Bu gelişmeleri üç sürece işaret ederek açıklayabiliriz: Neoliberalleşme, düşünümsel bilimselleşme ve bilginin postmodern dönüşümü. Türkiye’deki ekonomi politiği ne kadar neoliberal olarak tanımlayabiliriz tartışmalarını bir kenara koyarsak Türkiye’nin 1980’lerde başlayan küresel sistemle entegrasyonuyla, sanayinin dönüşümü ve teknolojik gelişmelerin kültürel boyutta neden olduğu değişmeler ve bunların kaynaklık ettiği yaşam deneyimleri bize yabancı değil. Bu değişimlerden önemli biri bilginin meta niteliği kazanması, bir üretim faktörü olarak tanınması ve bu bilginin üreticilerinin, yani uzmanların statüsündeki artıştır. Bilginin ekonomik boyutta kazandığı bu önemle bir taraftan daha önce sahip olduğu özerkliği zayıflamış ancak diğer taraftan da yeniliklerin sağlanması, ekonomik ve politik kararların alınması vb. konularda merkezî bir rol kazanmıştır. Bilginin iktidarla ilişkisinin yoğunlaştığı toplumumuzda baskın işlev ve süreçler ise giderek ağlar etrafında örgütlenmektedir. Bu örgütlenme ise teknolojinin dil ve bilgi üzerinde hakimiyet kurmasına, gündelik bilgiden farklı geçerlik ve güvenilirlik kriterlerine sahip bilimsel bilgiye özgü dilin basitleşip saydamlaşması ve bu bilginin enformasyon parçalarına dönüştürülmesini gerektirmiştir. Dolayısıyla bilginin hem niceliğinde hem de niteliğinde bir farklılaşmaya neden olmuştur.

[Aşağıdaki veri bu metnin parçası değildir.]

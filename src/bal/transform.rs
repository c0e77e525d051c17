use std::fmt;
use std::sync::Arc;

use serde_json::Value;

use crate::dal::model::secret_value::SecretValue;

type TransformFn = dyn Fn(&SecretValue) -> anyhow::Result<Value> + Send + Sync;

/// Derives a value from a raw secret. Applied on every call, never cached.
#[derive(Clone)]
pub struct Transform(Arc<TransformFn>);

impl Transform {
    /// Wraps a fallible transform. An error aborts the `secret` call.
    pub fn try_map<F>(f: F) -> Self
    where
        F: Fn(&SecretValue) -> anyhow::Result<Value> + Send + Sync + 'static,
    {
        Self(Arc::new(f))
    }

    pub fn map<F>(f: F) -> Self
    where
        F: Fn(&SecretValue) -> Value + Send + Sync + 'static,
    {
        Self::try_map(move |value| Ok(f(value)))
    }

    pub fn apply(&self, value: &SecretValue) -> anyhow::Result<Value> {
        (self.0)(value)
    }
}

impl fmt::Debug for Transform {
    fn fmt(&self, f: &mut fmt::Formatter<'_>) -> fmt::Result {
        f.write_str("Transform(..)")
    }
}

/// Transforms passed to one `secret` call.
#[derive(Clone, Debug, Default)]
pub enum Transforms {
    #[default]
    None,
    /// Applied to every resolved identifier.
    Uniform(Transform),
    /// Transform `i` applies to member `i` of a composite request only;
    /// members past the end pass through raw.
    Positional(Vec<Transform>),
}

impl Transforms {
    pub fn uniform(transform: Transform) -> Self {
        Self::Uniform(transform)
    }

    pub fn positional(transforms: impl IntoIterator<Item = Transform>) -> Self {
        Self::Positional(transforms.into_iter().collect())
    }

    /// The transform for composite member `index`.
    pub(crate) fn for_member(&self, index: usize) -> Option<&Transform> {
        match self {
            Self::None => None,
            Self::Uniform(transform) => Some(transform),
            Self::Positional(transforms) => transforms.get(index),
        }
    }

    /// The transform for a request that is not a sequence. A positional
    /// sequence treats it as its only member.
    pub(crate) fn for_single(&self) -> Option<&Transform> {
        self.for_member(0)
    }
}

impl From<Transform> for Transforms {
    fn from(transform: Transform) -> Self {
        Self::Uniform(transform)
    }
}

impl From<Vec<Transform>> for Transforms {
    fn from(transforms: Vec<Transform>) -> Self {
        Self::Positional(transforms)
    }
}

impl From<Option<Transform>> for Transforms {
    fn from(transform: Option<Transform>) -> Self {
        transform.map_or(Self::None, Self::Uniform)
    }
}
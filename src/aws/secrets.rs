use anyhow::{Context, Result};
use async_trait::async_trait;
use aws_sdk_secretsmanager::Client;

use crate::dal::fetcher::SecretFetcher;

/// AWS Secrets Manager as the backing store. Request failures come back as
/// the SDK's `SdkError`, without added context.
#[derive(Clone)]
pub struct SecretsManager {
    client: Client,
}

impl SecretsManager {
    pub fn new_with_client(client: Client) -> Self {
        Self { client }
    }

    /// Builds a client from the ambient AWS configuration of the function.
    pub async fn from_env() -> Self {
        let config = aws_config::load_from_env().await;
        Self::new_with_client(Client::new(&config))
    }
}

#[async_trait]
impl SecretFetcher for SecretsManager {
    async fn get_secret_value(&self, secret_id: &str) -> Result<String> {
        let resp = self
            .client
            .get_secret_value()
            .secret_id(secret_id)
            .send()
            .await?;

        resp.secret_string()
            .map(str::to_owned)
            .context("Secret value is missing or not a string")
    }
}
pub mod fetcher;
pub mod model;
pub mod reader;
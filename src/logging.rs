use tracing_subscriber::{layer::SubscriberExt, util::SubscriberInitExt, EnvFilter};

/// Installs the console sink for debug lines: a `fmt` layer filtered by
/// `RUST_LOG`, defaulting to `info`.
///
/// Does nothing when the host has already installed a global subscriber.
pub fn init() {
    let _ = tracing_subscriber::registry()
        .with(tracing_subscriber::fmt::layer())
        .with(EnvFilter::try_from_default_env().unwrap_or_else(|_| EnvFilter::new("info")))
        .try_init();
}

Annelik bağlamında bu farklılaşmayı şu şekilde örneklendirebiliriz: Geçmişte uzmanlar, doğru tavsiyeyle sorunların anneler tarafından çözülebileceğini varsaymakta ve annelere daha net reçete niteliğinde tavsiyeler vermektedir. Bugün ise sorun ne olursa olsun annelerin bir uzmandan destek alması gerektiği düşüncesi yerleşmiş durumdadır ve uzmanlar doğrudan talimatlar vermek yerine, anneleri kuralcı olmayan, kendilerini anneyi destekleyici bir şekilde sunan bir üsluba sahiptir. Fakat paradoksal bir şekilde uzmanlar, sadece çocuğun sağlığı ile ilgili değil, aynı zamanda annenin kendini gerçekleştirmesi, kişisel tatmin sağlaması için uygulaması gereken pratik ve tutumlara işaret etmektedirler. Bu ise anneliği verili bir toplumsal rol olmaktan uzaklaştırarak başarılması gereken bir “iş” olarak kavramsallaştırılması, anneliğin rasyonel niteliklerinin pekişmesi ve bir girişim/tasarım niteliği kazanması yönünde etki göstermektedir. Öte yandan toplumun örgütlenmesinde bilimsel bilginin kazandığı önem yeni bir şey değil. Fakat bugün aşırı uzmanlaşma, bilgi üretiminde akademi dışı yapıların etkinlik kazanması, bilimin bilim aracılığı ile eleştirilmesi yani bilgi ortamlarının düşünümselleşmesi süreçleri sonucunda bilim çok daha heterojen ve çoğul durumdadır. Dolayısıyla hâkim bilme biçimi olarak bilimi tanıyor olsak da bugün bilimsel bilgi toplumu bağlayan bir hakikat tanımı için yeterli değildir. Anneler açısından bu durum, annelerin çocuk bakımı ve gelişimi ile ilgili sürekli yenilenen, değişen ve çoğullaşan uzman görüş ve önerilerini izlemesi, onlar arasından tercihte bulunması, annelik pratiklerini ve anne kimliğini söz konusu tercih doğrultusunda gözden geçirmesi ve gerektiğinde tekrar düzenlemesi anlamını taşımaktadır. Özetle uzman önerilerinin anneliği kadının kendini gerçekleştirmesinin bir yolu olarak sunumu, bu önerilerde kullanılan dildeki muğlaklık ve bu önerilerin çoğul ve heterojen niteliği kadınların anneliği yaptıkları tercihlerle inşa ettikleri bir proje/tasarım olarak ele alması gibi bir sonuç doğurmaktadır. Bu ise çocuğun sağlıklı gelişimini garanti edebilmek için annenin sadece uzmana başvurmasını değil, aynı zamanda annelikle ilgili kararlarında düşünümsel bir çaba içerisine girmesi, bu çaba içerisinde de çocuğuna karşı kendi davranış, tutum ve duygulanımlarını da sürekli gözden geçirmesi anlamını taşımaktadır.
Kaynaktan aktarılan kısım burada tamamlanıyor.